# How it all blew up....



## OneWickedAngel (Nov 25, 2009)

This is an honest discourse, but we were on the verge of derailing the BBW Confessions board... let this continue here.



happyface83 said:


> *This is a deep post because I know most everyone on here hates me. It hurts trying to connect with your fellow BBW sisters and they dislike you. And I'm going to write it here since this seems to be the most intimate board on the site. People call me a troll, but I am not.
> 
> During the days, I feel so great and happy-I live my life, tutor kids in school, take classes, spend time with my love. But at night I feel dark, insecure and gloomy. I have made some accomplishments in my life, but sometimes I feel worthless and dislike myself. I hate myself sometimes for being a jerk online. After I let it out, I feel depressed again. I just want everyone to have support for me. I'm learning to control being upset and sometimes I take my frustrations online and offline I am more quiet and nice. I know I may say harsh words but it is really nothing personal and I never mean it. I want to apologize for offending anyone. I'm still working on fully loving myself at 26. *





BubbleButtBabe said:


> Congrats Ella!!
> 
> Hope you feel better soon Ditzy.
> 
> ...





happyface83 said:


> Thank you. I live in a surburban area and I feel that being mixed race/dark skinned people look down upon me. I feel people judge me on what they see on BET and stereotypes of dark-skinned people. I'm working on shedding that thinking.
> 
> 
> I feel that if we talk about sexual orietation no one gets defensive. But when I bring up racial issues, some people jump and become defensive. Why is that? The same male poster who started a thread about sexual orientation, became angry and insulting towards me because I put up a post about race relations.
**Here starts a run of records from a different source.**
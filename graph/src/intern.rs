//! Edge type name interning.
//!
//! Edge type names are interned once and referred to by [`EdgeTypeId`]
//! afterwards. The table is shared by every transaction on a graph and may be
//! extended concurrently; names are never removed.

use ontic_core::EdgeTypeId;
use std::collections::HashMap;
use std::sync::{Arc, PoisonError, RwLock};

#[derive(Debug, Default)]
struct Interner {
    by_name: HashMap<Arc<str>, EdgeTypeId>,
    names: Vec<Arc<str>>,
}

/// Thread-safe name <-> id table for edge types.
#[derive(Debug, Default)]
pub struct EdgeTypeTable {
    inner: RwLock<Interner>,
}

impl EdgeTypeTable {
    pub fn new() -> Self {
        Self::default()
    }

    /// Intern `name`, returning its existing id if already known.
    pub fn intern(&self, name: &str) -> EdgeTypeId {
        if let Some(id) = self.lookup(name) {
            return id;
        }

        let mut inner = self.inner.write().unwrap_or_else(PoisonError::into_inner);
        // Another writer may have won the race between the two locks.
        if let Some(id) = inner.by_name.get(name) {
            return *id;
        }
        let id = EdgeTypeId::new(inner.names.len() as u32);
        let name: Arc<str> = Arc::from(name);
        inner.names.push(name.clone());
        inner.by_name.insert(name, id);
        id
    }

    /// Find the id of an already interned name.
    pub fn lookup(&self, name: &str) -> Option<EdgeTypeId> {
        let inner = self.inner.read().unwrap_or_else(PoisonError::into_inner);
        inner.by_name.get(name).copied()
    }

    /// Resolve an id back to its name.
    pub fn resolve(&self, id: EdgeTypeId) -> Option<Arc<str>> {
        let inner = self.inner.read().unwrap_or_else(PoisonError::into_inner);
        inner.names.get(id.raw() as usize).cloned()
    }

    /// Number of interned names.
    pub fn len(&self) -> usize {
        self.inner
            .read()
            .unwrap_or_else(PoisonError::into_inner)
            .names
            .len()
    }

    pub fn is_empty(&self) -> bool {
        self.len() == 0
    }
}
What sense does that make?
> ...





mergirl said:


> I'm not sure why people should get defensive when talking about sexual orientation and i don't see the comparison!?. Anyway, there was a thread in hydepark a while ago and we talked all about racism. There was no defence or anger just discussion. Though, if you attack people (regardless of race) they will be defensive (regardless of what you are talking about).


----------



## OneWickedAngel (Nov 25, 2009)

HappyFace83, You started off nice enough introducing yourself in the pictures threads. Next thing I knew you were going off like gangbusters in various threads. Just about everyone and I do mean everyone who posts here long enough gets their ass handed to them when there are differing opinions. It goes back and forth between folks for a moment, but one or the other eventually backs off or at least shuts up if not willing to concede possible wrongness and it peters out quickly enough. You however drew clawsl and came back attacking even harder behind the _well I'm a bitch and you just have to deal_ facade and it all blew up very badly last night. 
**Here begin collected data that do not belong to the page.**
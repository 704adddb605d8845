//! The meta model and its read/write contexts.
//!
//! A [`MetaModel`] owns the graph holding the schema. Reads go through a
//! [`Schema`] context obtained from either a [`MetaView`] (committed state)
//! or a [`MetaTx`] (state including the transaction's own changes). All
//! mutations are methods on [`MetaTx`] and become visible to other readers on
//! commit.

use crate::cache::{CacheOp, NameCache};
use crate::config::ModelConfig;
use crate::edges::{MetaEdge, MetaEdges};
use crate::error::{SchemaError, SchemaResult};
use crate::id::{ConstrainableId, ContainerId, NamespaceId, NodeKind, RestrictableId, Thing};
use ontic_core::{props, Direction, EdgeId, EdgeTypeId, NodeId, Value};
use ontic_graph::{Graph, Snapshot, Store, Transaction, WalkPosition, WalkStep};
use tracing::debug;

/// Property keys written on schema nodes.
pub(crate) mod keys {
    pub const KIND: &str = "kind";
    pub const NAME: &str = "name";
    pub const MIN_CARDINALITY: &str = "min_cardinality";
    pub const MAX_CARDINALITY: &str = "max_cardinality";
    pub const COLLECTION_BEHAVIOUR: &str = "collection_behaviour";
    pub const INSTANCE_COUNT: &str = "instance_count";
    pub const ADDITIONAL_PREFIX: &str = "additional.";
    pub const RANGE_KIND: &str = "range.kind";
    pub const RANGE_DATATYPE: &str = "range.datatype";
    pub const RANGE_VALUES: &str = "range.values";
    pub const RANGE_PRIMITIVE: &str = "range.primitive";
    pub const RANGE_RESOURCE: &str = "range.resource";
}

/// A schema of classes, properties and relationship types over a graph.
#[derive(Debug)]
pub struct MetaModel {
    graph: Graph,
    edges: MetaEdges,
    root: NodeId,
    global: NamespaceId,
    pub(crate) cache: NameCache,
    config: ModelConfig,
}

impl Default for MetaModel {
    fn default() -> Self {
        Self::new()
    }
}

impl MetaModel {
    /// Create an empty model with the default configuration.
    pub fn new() -> Self {
        Self::with_config(ModelConfig::default())
    }

    /// Create an empty model.
    pub fn with_config(config: ModelConfig) -> Self {
        let graph = Graph::new();
        let edges = MetaEdges::intern(&graph);

        let (root, global) = {
            let mut tx = graph.begin();
            let root = tx.create_node(props! { keys::KIND => NodeKind::Root.as_str() });
            let global = tx.create_node(props! { keys::KIND => NodeKind::Namespace.as_str() });
            tx.commit();
            (root, NamespaceId::from_node(global))
        };
        debug!(%root, "meta model created");

        Self {
            graph,
            edges,
            root,
            global,
            cache: NameCache::default(),
            config,
        }
    }

    /// Begin a schema transaction.
    pub fn begin(&self) -> MetaTx<'_> {
        MetaTx {
            tx: self.graph.begin(),
            model: self,
            cache_ops: Vec::new(),
        }
    }

    /// Take a read-only view of the committed schema.
    pub fn read(&self) -> MetaView<'_> {
        MetaView {
            snapshot: self.graph.read(),
            model: self,
        }
    }

    /// Run `f` in a transaction, committing on success and rolling back on
    /// error.
    pub fn write<T>(&self, f: impl FnOnce(&mut MetaTx<'_>) -> SchemaResult<T>) -> SchemaResult<T> {
        let mut tx = self.begin();
        match f(&mut tx) {
            Ok(value) => {
                tx.commit();
                Ok(value)
            }
            Err(e) => {
                tx.abort();
                Err(e)
            }
        }
    }

    /// The configuration the model was built with.
    pub fn config(&self) -> &ModelConfig {
        &self.config
    }

    /// The underlying graph.
    pub fn graph(&self) -> &Graph {
        &self.graph
    }

    /// The unnamed namespace every model has.
    pub fn global_namespace(&self) -> NamespaceId {
        self.global
    }

    /// Number of entries in the name cache.
    pub fn cached_names(&self) -> usize {
        self.cache.len()
    }

    pub(crate) fn root(&self) -> NodeId {
        self.root
    }

    pub(crate) fn edge(&self, edge: MetaEdge) -> EdgeTypeId {
        self.edges.id(edge)
    }

    pub(crate) fn edges(&self) -> &MetaEdges {
        &self.edges
    }
}

/// A read-only view of the committed schema.
#[derive(Debug)]
pub struct MetaView<'m> {
    snapshot: Snapshot<'m>,
    model: &'m MetaModel,
}

impl MetaView<'_> {
    /// Query context.
    pub fn schema(&self) -> Schema<'_> {
        Schema {
            store: &*self.snapshot,
            model: self.model,
            committed: true,
        }
    }
}

/// An exclusive schema transaction.
///
/// Dropping it without calling [`MetaTx::commit`] rolls every change back.
#[derive(Debug)]
pub struct MetaTx<'m> {
    pub(crate) tx: Transaction<'m>,
    pub(crate) model: &'m MetaModel,
    pub(crate) cache_ops: Vec<CacheOp>,
}

impl<'m> MetaTx<'m> {
    /// Query context seeing this transaction's changes.
    pub fn schema(&self) -> Schema<'_> {
        Schema {
            store: &*self.tx,
            model: self.model,
            committed: false,
        }
    }

    pub fn model(&self) -> &'m MetaModel {
        self.model
    }

    /// Keep every change and publish queued name cache updates.
    pub fn commit(self) {
        let MetaTx {
            tx,
            model,
            cache_ops,
        } = self;
        tx.commit();
        model.cache.apply(cache_ops);
    }

    /// Undo every change.
    pub fn abort(self) {
        self.tx.abort();
    }

    pub(crate) fn edge(&self, edge: MetaEdge) -> EdgeTypeId {
        self.model.edge(edge)
    }

    pub(crate) fn create(&mut self, kind: NodeKind, name: Option<&str>) -> NodeId {
        let mut properties = props! { keys::KIND => kind.as_str() };
        if let Some(name) = name {
            properties.insert(keys::NAME.to_string(), Value::from(name));
        }
        self.tx.create_node(properties)
    }

    pub(crate) fn link(&mut self, from: NodeId, edge: MetaEdge, to: NodeId) -> SchemaResult<EdgeId> {
        let edge_type = self.edge(edge);
        Ok(self.tx.create_edge(from, edge_type, to)?)
    }

    /// Remove every `from -[edge]-> to` edge, returning whether any existed.
    pub(crate) fn unlink(&mut self, from: NodeId, edge: MetaEdge, to: NodeId) -> SchemaResult<bool> {
        let edge_type = self.edge(edge);
        let doomed: Vec<EdgeId> = self
            .tx
            .edges(from, Some(edge_type), Direction::Outgoing)
            .filter(|e| e.to == to)
            .map(|e| e.id)
            .collect();
        for id in &doomed {
            self.tx.delete_edge(*id)?;
        }
        Ok(!doomed.is_empty())
    }

    /// Remove every edge of `edge` kind incident to `node` in `direction`.
    pub(crate) fn unlink_all(
        &mut self,
        node: NodeId,
        edge: MetaEdge,
        direction: Direction,
    ) -> SchemaResult<usize> {
        let edge_type = self.edge(edge);
        let doomed: Vec<EdgeId> = self
            .tx
            .edges(node, Some(edge_type), direction)
            .map(|e| e.id)
            .collect();
        for id in &doomed {
            self.tx.delete_edge(*id)?;
        }
        Ok(doomed.len())
    }

    /// Set or remove a property.
    pub(crate) fn put(&mut self, node: NodeId, key: &str, value: Option<Value>) -> SchemaResult<()> {
        match value {
            Some(value) => {
                self.tx.set_property(node, key, value)?;
            }
            None => {
                self.tx.remove_property(node, key)?;
            }
        }
        Ok(())
    }
}

/// Query context over a consistent graph state.
///
/// Cheap to copy. Every read-only schema operation is a method on this type.
#[derive(Debug, Clone, Copy)]
pub struct Schema<'a> {
    pub(crate) store: &'a Store,
    pub(crate) model: &'a MetaModel,
    committed: bool,
}

impl<'a> Schema<'a> {
    /// The graph state being read.
    pub fn store(self) -> &'a Store {
        self.store
    }

    pub fn model(self) -> &'a MetaModel {
        self.model
    }

    /// Returns true when reading committed state only.
    pub(crate) fn is_committed(self) -> bool {
        self.committed
    }

    pub(crate) fn edge(self, edge: MetaEdge) -> EdgeTypeId {
        self.model.edge(edge)
    }

    /// Kind tag of a node, or None if the node is gone or untagged.
    pub fn kind_of(self, node: NodeId) -> Option<NodeKind> {
        self.store
            .node(node)
            .and_then(|n| n.get_property(keys::KIND))
            .and_then(Value::as_str)
            .and_then(NodeKind::parse)
    }

    pub(crate) fn expect_kind(self, node: NodeId, kind: NodeKind) -> SchemaResult<()> {
        if self.kind_of(node) == Some(kind) {
            Ok(())
        } else {
            Err(SchemaError::wrong_kind(node, kind.as_str()))
        }
    }

    pub(crate) fn check<T: Thing>(self, thing: T) -> SchemaResult<()> {
        self.expect_kind(thing.node(), T::KIND.node_kind())
    }

    pub(crate) fn check_container(self, container: ContainerId) -> SchemaResult<()> {
        self.expect_kind(container.node(), container.kind().node_kind())
    }

    pub(crate) fn check_constrainable(self, constrainable: ConstrainableId) -> SchemaResult<()> {
        self.expect_kind(constrainable.node(), constrainable.kind().node_kind())
    }

    pub(crate) fn check_restrictable(self, restrictable: RestrictableId) -> SchemaResult<()> {
        let expected = match restrictable {
            RestrictableId::Restriction(_) => NodeKind::Restriction,
            RestrictableId::Property(_) => NodeKind::Property,
            RestrictableId::RelType(_) => NodeKind::RelationshipType,
        };
        self.expect_kind(restrictable.node(), expected)
    }

    /// Name of a node, if it has one.
    pub fn name_of(self, node: NodeId) -> Option<&'a str> {
        self.store
            .node(node)
            .and_then(|n| n.get_property(keys::NAME))
            .and_then(Value::as_str)
    }

    /// Name for diagnostics: the node's name, or its id.
    pub(crate) fn display(self, node: NodeId) -> String {
        self.name_of(node)
            .map(str::to_string)
            .unwrap_or_else(|| node.to_string())
    }

    pub(crate) fn neighbors(self, node: NodeId, edge: MetaEdge, direction: Direction) -> Vec<NodeId> {
        self.store
            .neighbors(node, Some(self.edge(edge)), direction)
            .collect()
    }

    pub(crate) fn single(self, node: NodeId, edge: MetaEdge, direction: Direction) -> Option<NodeId> {
        self.store
            .single_neighbor(node, self.edge(edge), direction)
    }

    pub(crate) fn has_link(self, from: NodeId, edge: MetaEdge, to: NodeId) -> bool {
        self.store.has_edge(from, self.edge(edge), to)
    }

    /// Bounded breadth-first walk over schema edges.
    ///
    /// Fails instead of returning a partial result when a position the walk
    /// would expand sits at the depth limit and still has edges to follow.
    pub(crate) fn walk<E, C>(
        self,
        start: NodeId,
        steps: &[(MetaEdge, Direction)],
        mut expand: E,
        collect: C,
    ) -> SchemaResult<Vec<NodeId>>
    where
        E: FnMut(&WalkPosition) -> bool,
        C: FnMut(&WalkPosition) -> bool,
    {
        let limit = self.model.config().walk_depth_limit;
        let steps: Vec<WalkStep> = steps
            .iter()
            .map(|(edge, direction)| WalkStep::new(self.edge(*edge), *direction))
            .collect();
        let mut cut_off = None;
        let reached = self.store.walk(
            start,
            &steps,
            |pos| {
                if !expand(pos) {
                    return false;
                }
                if pos.depth < limit {
                    return true;
                }
                let blocked = steps.iter().any(|step| {
                    self.store
                        .neighbors(pos.node, Some(step.edge_type), step.direction)
                        .next()
                        .is_some()
                });
                if blocked && cut_off.is_none() {
                    cut_off = Some(pos.node);
                }
                false
            },
            collect,
        );
        match cut_off {
            Some(node) => Err(SchemaError::depth_exceeded(start, node, limit)),
            None => Ok(reached),
        }
    }

    /// Returns true if `pos` was reached over `edge` in `direction`.
    pub(crate) fn arrived(self, pos: &WalkPosition, edge: MetaEdge, direction: Direction) -> bool {
        pos.arrived_via(self.edge(edge), direction)
    }
}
I can honestly say no one here really "hates" you. Hate is too powerful of an emotion for someone we don't even know. Have you put yourself on a lot of Defecation Dossiers around here? Frankly, yes. Still, you haven't done anything so irreparable that stepping back, thinking hard before you click those reply/submit buttons and chilling out can't eventually fix. I'm not saying you have to be a goody-goody-two-shoes. We all respect honest opinions, even if we don't agree with them, when they are presented intelligently and without accusation. 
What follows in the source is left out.